Exercise details:
Each entry is to be output precisely as it appears.

Records from a data collection:
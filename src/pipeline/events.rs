//! Typed events raised from interrupt context.

use core::cell::Cell;

use critical_section::Mutex;
use embassy_sync::blocking_mutex::raw::CriticalSectionRawMutex;
use embassy_sync::channel::Channel;
use log::warn;

use crate::command::Command;

/// Events waiting for the consumer
pub const EVENT_QUEUE_DEPTH: usize = 8;

#[derive(Debug, Clone, Copy, PartialEq, Eq)]
pub enum PipelineEvent {
    /// FIFO overrun: a full burst is waiting in the sensor
    BurstReady,
    /// The over-threshold detector fired
    ThresholdExceeded,
    /// INT1 fired and the source has not been resolved yet
    SensorInterrupt,
    StartStopPressed,
    ConfigPressed,
    Remote(Command),
}

impl PipelineEvent {
    /// Bit in the pending mask, for events that must not queue up twice
    const fn sticky_bit(&self) -> Option<u8> {
        match self {
            Self::BurstReady => Some(1 << 0),
            Self::ThresholdExceeded => Some(1 << 1),
            Self::SensorInterrupt => Some(1 << 2),
            _ => None,
        }
    }
}

/// Hand-off point between interrupt handlers and the capture pipeline.
///
/// Sensor events are sticky: raising one that is already pending is a
/// no-op until the consumer marks it complete. Other events queue normally.
pub struct EventSignals {
    pending: Mutex<Cell<u8>>,
    queue: Channel<CriticalSectionRawMutex, PipelineEvent, EVENT_QUEUE_DEPTH>,
}

impl Default for EventSignals {
    fn default() -> Self {
        Self::new()
    }
}

impl EventSignals {
    pub const fn new() -> Self {
        Self {
            pending: Mutex::new(Cell::new(0)),
            queue: Channel::new(),
        }
    }

    /// Queue `event`. Safe to call from an interrupt handler.
    ///
    /// Returns `false` when the event was already pending or the queue is
    /// full.
    pub fn raise(&self, event: PipelineEvent) -> bool {
        critical_section::with(|cs| {
            let pending = self.pending.borrow(cs);
            let bit = event.sticky_bit();

            if let Some(bit) = bit {
                if pending.get() & bit != 0 {
                    return false;
                }
            }

            if self.queue.try_send(event).is_err() {
                warn!("Event queue full, dropping {:?}", event);
                return false;
            }

            if let Some(bit) = bit {
                pending.set(pending.get() | bit);
            }
            true
        })
    }

    /// Wait for the next event.
    pub async fn next(&self) -> PipelineEvent {
        self.queue.receive().await
    }

    pub fn try_next(&self) -> Option<PipelineEvent> {
        self.queue.try_receive().ok()
    }

    /// Mark the work for `event` done so it can be raised again.
    pub fn complete(&self, event: PipelineEvent) {
        if let Some(bit) = event.sticky_bit() {
            critical_section::with(|cs| {
                let pending = self.pending.borrow(cs);
                pending.set(pending.get() & !bit);
            });
        }
    }

    pub fn is_pending(&self, event: PipelineEvent) -> bool {
        match event.sticky_bit() {
            Some(bit) => critical_section::with(|cs| self.pending.borrow(cs).get() & bit != 0),
            None => false,
        }
    }
}
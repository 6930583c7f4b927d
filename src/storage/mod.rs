//! Persistent event storage on the 25LC256 SPI EEPROM.
//!
//! The store is a linear 32 KiB address space split into 64-byte pages:
//!
//! | Address           | Contents                                   |
//! |-------------------|--------------------------------------------|
//! | `0x0000`          | control register (see [`ControlRegister`]) |
//! | `0x0008..0x000A`  | log page counter, little-endian `u16`      |
//! | `0x0040..0x8000`  | event pages, appended sequentially         |
//!
//! Everything above the driver is written against the [`PagedStore`] trait so
//! the catalog logic can run on the host against an emulated device.

pub mod catalog;
pub mod control;
pub mod eeprom;
pub mod record;

pub use catalog::*;
pub use control::*;
pub use eeprom::Eeprom25lc256;
pub use record::*;

use embedded_hal::spi::ErrorKind;
use thiserror_no_std::Error;

/// Size of one programmable page in bytes
pub const PAGE_SIZE: usize = 64;

/// Number of pages on the device
pub const PAGE_COUNT: usize = 512;

/// Total addressable bytes (32 KiB)
pub const STORE_SIZE: usize = PAGE_SIZE * PAGE_COUNT;

/// Address of the persisted control register byte
pub const CONTROL_REGISTER_ADDR: u16 = 0x0000;

/// Address of the low byte of the log page counter
pub const PAGE_COUNTER_LOW_ADDR: u16 = 0x0008;

/// Address of the high byte of the log page counter
pub const PAGE_COUNTER_HIGH_ADDR: u16 = 0x0009;

/// First address of the event-data region (page 1)
pub const LOG_DATA_BASE_ADDR: u16 = 0x0040;

/// Pages available to event data: everything after the control page
pub const LOG_PAGE_CAPACITY: u16 = ((STORE_SIZE - LOG_DATA_BASE_ADDR as usize) / PAGE_SIZE) as u16;

/// Errors raised by a paged store
#[derive(Error, Debug, Clone, Copy, PartialEq, Eq)]
pub enum StoreError {
    #[error("SPI transfer failed: {0:?}")]
    Bus(ErrorKind),
    #[error("write cycle still in progress after {polls} status polls")]
    Timeout { polls: u32 },
    #[error("access of {len} bytes at {addr:#06x} leaves the store")]
    OutOfRange { addr: u32, len: usize },
}

/// Byte and page access to a slow, write-enable gated non-volatile store.
///
/// Writes return as soon as the device has accepted the data. Callers that
/// need the data committed before the next access must call
/// [`PagedStore::wait_for_completion`]. Nothing is retried internally.
pub trait PagedStore {
    /// Read a single byte.
    fn read_byte(&mut self, addr: u16) -> impl Future<Output = Result<u8, StoreError>>;

    /// Program a single byte.
    fn write_byte(&mut self, addr: u16, value: u8) -> impl Future<Output = Result<(), StoreError>>;

    /// Read `buf.len()` consecutive bytes starting at `addr`.
    fn read_page(
        &mut self,
        addr: u16,
        buf: &mut [u8],
    ) -> impl Future<Output = Result<(), StoreError>>;

    /// Program up to one page of bytes starting at `addr`.
    ///
    /// Bytes that run past the end of the page containing `addr` wrap around
    /// to the start of that same page on the device. Callers must keep writes
    /// page-aligned.
    fn write_page(&mut self, addr: u16, data: &[u8]) -> impl Future<Output = Result<(), StoreError>>;

    /// Block until the previous write has been committed.
    fn wait_for_completion(&mut self) -> impl Future<Output = Result<(), StoreError>>;
}

/// Reject accesses that leave the address space
pub(crate) fn check_range(addr: u16, len: usize) -> Result<(), StoreError> {
    if addr as usize + len > STORE_SIZE {
        return Err(StoreError::OutOfRange {
            addr: addr as u32,
            len,
        });
    }
    Ok(())
}

/// Address of the page containing `addr`
pub const fn page_base(addr: u16) -> u16 {
    addr - (addr % PAGE_SIZE as u16)
}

Response:
filename src/pipeline/events.rs
//! Typed events raised from interrupt context.

use core::cell::Cell;

use critical_section::Mutex;
use embassy_sync::blocking_mutex::raw::CriticalSectionRawMutex;
use embassy_sync::channel::Channel;
use log::warn;

use crate::command::Command;

/// Events waiting for the consumer
pub const EVENT_QUEUE_DEPTH: usize = 8;

#[derive(Debug, Clone, Copy, PartialEq, Eq)]
pub enum PipelineEvent {
    /// FIFO overrun: a full burst is waiting in the sensor
    BurstReady,
    /// The over-threshold detector fired
    ThresholdExceeded,
    /// INT1 fired and the source has not been resolved yet
    SensorInterrupt,
    StartStopPressed,
    ConfigPressed,
    Remote(Command),
}

impl PipelineEvent {
    /// Bit in the pending mask, for events that must not queue up twice
    const fn sticky_bit(&self) -> Option<u8> {
        match self {
            Self::BurstReady => Some(1 << 0),
            Self::ThresholdExceeded => Some(1 << 1),
            Self::SensorInterrupt => Some(1 << 2),
            _ => None,
        }
    }
}

/// Hand-off point between interrupt handlers and the capture pipeline.
///
/// Sensor events are sticky: raising one that is already pending is a
/// no-op until the consumer marks it complete. Other events queue normally.
pub struct EventSignals {
    pending: Mutex<Cell<u8>>,
    queue: Channel<CriticalSectionRawMutex, PipelineEvent, EVENT_QUEUE_DEPTH>,
}

impl Default for EventSignals {
    fn default() -> Self {
        Self::new()
    }
}

impl EventSignals {
    pub const fn new() -> Self {
        Self {
            pending: Mutex::new(Cell::new(0)),
            queue: Channel::new(),
        }
    }

    /// Queue `event`. Safe to call from an interrupt handler.
    ///
    /// Returns `false` when the event was already pending or the queue is
    /// full.
    pub fn raise(&self, event: PipelineEvent) -> bool {
        critical_section::with(|cs| {
            let pending = self.pending.borrow(cs);
            let bit = event.sticky_bit();

            if let Some(bit) = bit {
                if pending.get() & bit != 0 {
                    return false;
                }
            }

            if self.queue.try_send(event).is_err() {
                warn!("Event queue full, dropping {:?}", event);
                return false;
            }

            if let Some(bit) = bit {
                pending.set(pending.get() | bit);
            }
            true
        })
    }

    /// Wait for the next event.
    pub async fn next(&self) -> PipelineEvent {
        self.queue.receive().await
    }

    pub fn try_next(&self) -> Option<PipelineEvent> {
        self.queue.try_receive().ok()
    }

    /// Mark the work for `event` done so it can be raised again.
    pub fn complete(&self, event: PipelineEvent) {
        if let Some(bit) = event.sticky_bit() {
            critical_section::with(|cs| {
                let pending = self.pending.borrow(cs);
                pending.set(pending.get() & !bit);
            });
        }
    }

    pub fn is_pending(&self, event: PipelineEvent) -> bool {
        match event.sticky_bit() {
            Some(bit) => critical_section::with(|cs| self.pending.borrow(cs).get() & bit != 0),
            None => false,
        }
    }
}
repository 6930583c7f4b927d
filename src/storage/mod.rs
//! Persistent event storage on the 25LC256 SPI EEPROM.
//!
//! The store is a linear 32 KiB address space split into 64-byte pages:
//!
//! | Address           | Contents                                   |
//! |-------------------|--------------------------------------------|
//! | `0x0000`          | control register (see [`ControlRegister`]) |
//! | `0x0008..0x000A`  | log page counter, little-endian `u16`      |
//! | `0x0040..0x8000`  | event pages, appended sequentially         |
//!
//! Everything above the driver is written against the [`PagedStore`] trait so
//! the catalog logic can run on the host against an emulated device.

pub mod catalog;
pub mod control;
pub mod eeprom;
pub mod record;

pub use catalog::*;
pub use control::*;
pub use eeprom::Eeprom25lc256;
pub use record::*;

use embedded_hal::spi::ErrorKind;
use thiserror_no_std::Error;

/// Size of one programmable page in bytes
pub const PAGE_SIZE: usize = 64;

/// Number of pages on the device
pub const PAGE_COUNT: usize = 512;

/// Total addressable bytes (32 KiB)
pub const STORE_SIZE: usize = PAGE_SIZE * PAGE_COUNT;

/// Address of the persisted control register byte
pub const CONTROL_REGISTER_ADDR: u16 = 0x0000;

/// Address of the low byte of the log page counter
pub const PAGE_COUNTER_LOW_ADDR: u16 = 0x0008;

/// Address of the high byte of the log page counter
pub const PAGE_COUNTER_HIGH_ADDR: u16 = 0x0009;

/// First address of the event-data region (page 1)
pub const LOG_DATA_BASE_ADDR: u16 = 0x0040;

/// Pages available to event data: everything after the control page
pub const LOG_PAGE_CAPACITY: u16 = ((STORE_SIZE - LOG_DATA_BASE_ADDR as usize) / PAGE_SIZE) as u16;

/// Errors raised by a paged store
#[derive(Error, Debug, Clone, Copy, PartialEq, Eq)]
pub enum StoreError {
    #[error("SPI transfer failed: {0:?}")]
    Bus(ErrorKind),
    #[error("write cycle still in progress after {polls} status polls")]
    Timeout { polls: u32 },
    #[error("access of {len} bytes at {addr:#06x} leaves the store")]
    OutOfRange { addr: u32, len: usize },
}

/// Byte and page access to a slow, write-enable gated non-volatile store.
///
/// Writes return as soon as the device has accepted the data. Callers that
/// need the data committed before the next access must call
/// [`PagedStore::wait_for_completion`]. Nothing is retried internally.
pub trait PagedStore {
    /// Read a single byte.
    fn read_byte(&mut self, addr: u16) -> impl Future<Output = Result<u8, StoreError>>;

    /// Program a single byte.
    fn write_byte(&mut self, addr: u16, value: u8) -> impl Future<Output = Result<(), StoreError>>;

    /// Read `buf.len()` consecutive bytes starting at `addr`.
    fn read_page(
        &mut self,
        addr: u16,
        buf: &mut [u8],
    ) -> impl Future<Output = Result<(), StoreError>>;

    /// Program up to one page of bytes starting at `addr`.
    ///
    /// Bytes that run past the end of the page containing `addr` wrap around
    /// to the start of that same page on the device. Callers must keep writes
    /// page-aligned.
    fn write_page(&mut self, addr: u16, data: &[u8]) -> impl Future<Output = Result<(), StoreError>>;

    /// Block until the previous write has been committed.
    fn wait_for_completion(&mut self) -> impl Future<Output = Result<(), StoreError>>;
}

/// Reject accesses that leave the address space
pub(crate) fn check_range(addr: u16, len: usize) -> Result<(), StoreError> {
    if addr as usize + len > STORE_SIZE {
        return Err(StoreError::OutOfRange {
            addr: addr as u32,
            len,
        });
    }
    Ok(())
}

/// Address of the page containing `addr`
pub const fn page_base(addr: u16) -> u16 {
    addr - (addr % PAGE_SIZE as u16)
}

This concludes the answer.